What follows is a set of records; repeat all of them exactly.

━━━ DATASET CONTENT

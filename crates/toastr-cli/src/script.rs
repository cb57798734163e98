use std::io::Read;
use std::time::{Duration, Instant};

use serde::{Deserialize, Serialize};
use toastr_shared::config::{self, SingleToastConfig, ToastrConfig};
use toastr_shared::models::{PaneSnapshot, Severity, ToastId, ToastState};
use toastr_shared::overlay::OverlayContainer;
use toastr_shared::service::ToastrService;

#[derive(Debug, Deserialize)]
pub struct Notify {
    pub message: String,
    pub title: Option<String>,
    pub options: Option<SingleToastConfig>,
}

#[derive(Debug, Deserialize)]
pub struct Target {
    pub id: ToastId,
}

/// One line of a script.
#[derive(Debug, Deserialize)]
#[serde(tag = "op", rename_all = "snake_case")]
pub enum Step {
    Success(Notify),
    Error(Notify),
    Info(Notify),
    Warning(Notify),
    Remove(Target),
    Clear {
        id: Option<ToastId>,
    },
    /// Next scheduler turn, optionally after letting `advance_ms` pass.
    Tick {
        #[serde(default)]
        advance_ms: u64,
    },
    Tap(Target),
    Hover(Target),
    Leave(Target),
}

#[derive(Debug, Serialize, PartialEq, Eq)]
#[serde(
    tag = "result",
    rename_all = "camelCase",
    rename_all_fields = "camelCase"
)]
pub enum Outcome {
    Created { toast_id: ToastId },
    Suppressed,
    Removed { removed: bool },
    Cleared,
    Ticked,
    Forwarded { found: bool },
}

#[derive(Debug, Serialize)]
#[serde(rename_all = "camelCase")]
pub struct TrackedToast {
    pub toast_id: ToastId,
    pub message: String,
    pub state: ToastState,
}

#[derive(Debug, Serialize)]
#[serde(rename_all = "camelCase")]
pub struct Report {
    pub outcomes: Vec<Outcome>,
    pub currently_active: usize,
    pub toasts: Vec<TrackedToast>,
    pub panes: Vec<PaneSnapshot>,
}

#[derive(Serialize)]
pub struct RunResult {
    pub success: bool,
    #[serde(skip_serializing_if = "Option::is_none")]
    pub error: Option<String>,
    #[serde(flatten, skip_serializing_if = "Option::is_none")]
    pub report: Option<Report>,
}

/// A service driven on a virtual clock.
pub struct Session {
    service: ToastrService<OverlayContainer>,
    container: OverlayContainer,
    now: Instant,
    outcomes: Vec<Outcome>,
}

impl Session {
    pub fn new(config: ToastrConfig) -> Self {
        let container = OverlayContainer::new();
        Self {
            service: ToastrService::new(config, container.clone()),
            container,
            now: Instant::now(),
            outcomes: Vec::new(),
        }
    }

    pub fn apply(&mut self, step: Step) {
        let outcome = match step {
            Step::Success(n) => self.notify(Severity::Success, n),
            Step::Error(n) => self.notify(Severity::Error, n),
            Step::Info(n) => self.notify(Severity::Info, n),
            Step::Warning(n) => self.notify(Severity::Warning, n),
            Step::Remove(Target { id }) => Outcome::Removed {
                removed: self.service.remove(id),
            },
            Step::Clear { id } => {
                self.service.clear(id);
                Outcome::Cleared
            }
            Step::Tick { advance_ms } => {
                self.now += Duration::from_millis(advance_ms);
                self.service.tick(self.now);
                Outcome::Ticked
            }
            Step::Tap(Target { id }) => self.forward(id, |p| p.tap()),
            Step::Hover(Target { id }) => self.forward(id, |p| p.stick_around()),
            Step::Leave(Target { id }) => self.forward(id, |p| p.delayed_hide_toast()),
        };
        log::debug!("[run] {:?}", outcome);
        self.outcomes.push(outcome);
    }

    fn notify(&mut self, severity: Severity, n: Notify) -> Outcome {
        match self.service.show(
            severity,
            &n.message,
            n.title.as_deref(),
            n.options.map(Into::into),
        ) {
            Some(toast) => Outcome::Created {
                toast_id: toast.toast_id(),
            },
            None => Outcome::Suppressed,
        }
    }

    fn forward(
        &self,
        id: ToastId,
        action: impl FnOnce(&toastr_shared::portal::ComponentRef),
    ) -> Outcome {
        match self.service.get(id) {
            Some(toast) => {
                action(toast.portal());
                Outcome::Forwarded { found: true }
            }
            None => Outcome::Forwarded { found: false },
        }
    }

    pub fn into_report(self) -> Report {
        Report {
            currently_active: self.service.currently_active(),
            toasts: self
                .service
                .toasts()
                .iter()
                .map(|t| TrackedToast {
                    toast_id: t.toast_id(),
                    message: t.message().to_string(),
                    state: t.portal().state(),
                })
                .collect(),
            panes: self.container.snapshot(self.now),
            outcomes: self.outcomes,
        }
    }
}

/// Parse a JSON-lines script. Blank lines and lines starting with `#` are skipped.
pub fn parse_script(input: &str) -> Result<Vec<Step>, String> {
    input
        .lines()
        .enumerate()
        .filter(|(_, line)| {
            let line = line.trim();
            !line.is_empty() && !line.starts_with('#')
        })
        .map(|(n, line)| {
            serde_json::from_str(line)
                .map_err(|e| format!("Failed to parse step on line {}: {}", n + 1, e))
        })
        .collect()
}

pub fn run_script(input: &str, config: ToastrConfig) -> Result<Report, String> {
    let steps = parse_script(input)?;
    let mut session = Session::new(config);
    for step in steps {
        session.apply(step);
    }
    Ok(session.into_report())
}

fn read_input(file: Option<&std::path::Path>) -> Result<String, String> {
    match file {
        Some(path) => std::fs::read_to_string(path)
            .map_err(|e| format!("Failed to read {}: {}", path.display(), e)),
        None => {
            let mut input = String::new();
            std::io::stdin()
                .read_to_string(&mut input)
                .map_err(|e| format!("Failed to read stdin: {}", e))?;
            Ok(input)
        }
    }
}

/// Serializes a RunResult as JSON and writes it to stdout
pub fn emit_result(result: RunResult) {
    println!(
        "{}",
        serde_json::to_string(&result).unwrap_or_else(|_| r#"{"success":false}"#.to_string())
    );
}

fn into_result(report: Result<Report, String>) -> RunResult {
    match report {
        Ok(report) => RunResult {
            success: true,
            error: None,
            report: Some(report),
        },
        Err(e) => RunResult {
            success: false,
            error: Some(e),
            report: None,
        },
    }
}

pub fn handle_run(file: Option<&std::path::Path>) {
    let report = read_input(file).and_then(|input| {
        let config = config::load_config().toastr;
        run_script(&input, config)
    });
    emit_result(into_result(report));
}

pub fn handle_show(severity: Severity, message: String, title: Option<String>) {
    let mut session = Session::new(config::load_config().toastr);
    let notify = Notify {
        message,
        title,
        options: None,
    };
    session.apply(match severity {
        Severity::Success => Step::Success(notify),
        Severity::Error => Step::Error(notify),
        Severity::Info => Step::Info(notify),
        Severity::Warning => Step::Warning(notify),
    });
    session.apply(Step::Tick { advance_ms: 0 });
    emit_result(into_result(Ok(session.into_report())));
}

━━━━━━

**SOLUTION FOR THIS EXERCISE**
filename crates/toastr-cli/src/script.rs
repository cb57798734163e98
use std::io::Read;
use std::time::{Duration, Instant};

use serde::{Deserialize, Serialize};
use toastr_shared::config::{self, SingleToastConfig, ToastrConfig};
use toastr_shared::models::{PaneSnapshot, Severity, ToastId, ToastState};
use toastr_shared::overlay::OverlayContainer;
use toastr_shared::service::ToastrService;

#[derive(Debug, Deserialize)]
pub struct Notify {
    pub message: String,
    pub title: Option<String>,
    pub options: Option<SingleToastConfig>,
}

#[derive(Debug, Deserialize)]
pub struct Target {
    pub id: ToastId,
}

/// One line of a script.
#[derive(Debug, Deserialize)]
#[serde(tag = "op", rename_all = "snake_case")]
pub enum Step {
    Success(Notify),
    Error(Notify),
    Info(Notify),
    Warning(Notify),
    Remove(Target),
    Clear {
        id: Option<ToastId>,
    },
    /// Next scheduler turn, optionally after letting `advance_ms` pass.
    Tick {
        #[serde(default)]
        advance_ms: u64,
    },
    Tap(Target),
    Hover(Target),
    Leave(Target),
}

#[derive(Debug, Serialize, PartialEq, Eq)]
#[serde(
    tag = "result",
    rename_all = "camelCase",
    rename_all_fields = "camelCase"
)]
pub enum Outcome {
    Created { toast_id: ToastId },
    Suppressed,
    Removed { removed: bool },
    Cleared,
    Ticked,
    Forwarded { found: bool },
}

#[derive(Debug, Serialize)]
#[serde(rename_all = "camelCase")]
pub struct TrackedToast {
    pub toast_id: ToastId,
    pub message: String,
    pub state: ToastState,
}

#[derive(Debug, Serialize)]
#[serde(rename_all = "camelCase")]
pub struct Report {
    pub outcomes: Vec<Outcome>,
    pub currently_active: usize,
    pub toasts: Vec<TrackedToast>,
    pub panes: Vec<PaneSnapshot>,
}

#[derive(Serialize)]
pub struct RunResult {
    pub success: bool,
    #[serde(skip_serializing_if = "Option::is_none")]
    pub error: Option<String>,
    #[serde(flatten, skip_serializing_if = "Option::is_none")]
    pub report: Option<Report>,
}

/// A service driven on a virtual clock.
pub struct Session {
    service: ToastrService<OverlayContainer>,
    container: OverlayContainer,
    now: Instant,
    outcomes: Vec<Outcome>,
}

impl Session {
    pub fn new(config: ToastrConfig) -> Self {
        let container = OverlayContainer::new();
        Self {
            service: ToastrService::new(config, container.clone()),
            container,
            now: Instant::now(),
            outcomes: Vec::new(),
        }
    }

    pub fn apply(&mut self, step: Step) {
        let outcome = match step {
            Step::Success(n) => self.notify(Severity::Success, n),
            Step::Error(n) => self.notify(Severity::Error, n),
            Step::Info(n) => self.notify(Severity::Info, n),
            Step::Warning(n) => self.notify(Severity::Warning, n),
            Step::Remove(Target { id }) => Outcome::Removed {
                removed: self.service.remove(id),
            },
            Step::Clear { id } => {
                self.service.clear(id);
                Outcome::Cleared
            }
            Step::Tick { advance_ms } => {
                self.now += Duration::from_millis(advance_ms);
                self.service.tick(self.now);
                Outcome::Ticked
            }
            Step::Tap(Target { id }) => self.forward(id, |p| p.tap()),
            Step::Hover(Target { id }) => self.forward(id, |p| p.stick_around()),
            Step::Leave(Target { id }) => self.forward(id, |p| p.delayed_hide_toast()),
        };
        log::debug!("[run] {:?}", outcome);
        self.outcomes.push(outcome);
    }

    fn notify(&mut self, severity: Severity, n: Notify) -> Outcome {
        match self.service.show(
            severity,
            &n.message,
            n.title.as_deref(),
            n.options.map(Into::into),
        ) {
            Some(toast) => Outcome::Created {
                toast_id: toast.toast_id(),
            },
            None => Outcome::Suppressed,
        }
    }

    fn forward(
        &self,
        id: ToastId,
        action: impl FnOnce(&toastr_shared::portal::ComponentRef),
    ) -> Outcome {
        match self.service.get(id) {
            Some(toast) => {
                action(toast.portal());
                Outcome::Forwarded { found: true }
            }
            None => Outcome::Forwarded { found: false },
        }
    }

    pub fn into_report(self) -> Report {
        Report {
            currently_active: self.service.currently_active(),
            toasts: self
                .service
                .toasts()
                .iter()
                .map(|t| TrackedToast {
                    toast_id: t.toast_id(),
                    message: t.message().to_string(),
                    state: t.portal().state(),
                })
                .collect(),
            panes: self.container.snapshot(self.now),
            outcomes: self.outcomes,
        }
    }
}

/// Parse a JSON-lines script. Blank lines and lines starting with `#` are skipped.
pub fn parse_script(input: &str) -> Result<Vec<Step>, String> {
    input
        .lines()
        .enumerate()
        .filter(|(_, line)| {
            let line = line.trim();
            !line.is_empty() && !line.starts_with('#')
        })
        .map(|(n, line)| {
            serde_json::from_str(line)
                .map_err(|e| format!("Failed to parse step on line {}: {}", n + 1, e))
        })
        .collect()
}

pub fn run_script(input: &str, config: ToastrConfig) -> Result<Report, String> {
    let steps = parse_script(input)?;
    let mut session = Session::new(config);
    for step in steps {
        session.apply(step);
    }
    Ok(session.into_report())
}

fn read_input(file: Option<&std::path::Path>) -> Result<String, String> {
    match file {
        Some(path) => std::fs::read_to_string(path)
            .map_err(|e| format!("Failed to read {}: {}", path.display(), e)),
        None => {
            let mut input = String::new();
            std::io::stdin()
                .read_to_string(&mut input)
                .map_err(|e| format!("Failed to read stdin: {}", e))?;
            Ok(input)
        }
    }
}

/// Serializes a RunResult as JSON and writes it to stdout
pub fn emit_result(result: RunResult) {
    println!(
        "{}",
        serde_json::to_string(&result).unwrap_or_else(|_| r#"{"success":false}"#.to_string())
    );
}

fn into_result(report: Result<Report, String>) -> RunResult {
    match report {
        Ok(report) => RunResult {
            success: true,
            error: None,
            report: Some(report),
        },
        Err(e) => RunResult {
            success: false,
            error: Some(e),
            report: None,
        },
    }
}

pub fn handle_run(file: Option<&std::path::Path>) {
    let report = read_input(file).and_then(|input| {
        let config = config::load_config().toastr;
        run_script(&input, config)
    });
    emit_result(into_result(report));
}

pub fn handle_show(severity: Severity, message: String, title: Option<String>) {
    let mut session = Session::new(config::load_config().toastr);
    let notify = Notify {
        message,
        title,
        options: None,
    };
    session.apply(match severity {
        Severity::Success => Step::Success(notify),
        Severity::Error => Step::Error(notify),
        Severity::Info => Step::Info(notify),
        Severity::Warning => Step::Warning(notify),
    });
    session.apply(Step::Tick { advance_ms: 0 });
    emit_result(into_result(Ok(session.into_report())));
}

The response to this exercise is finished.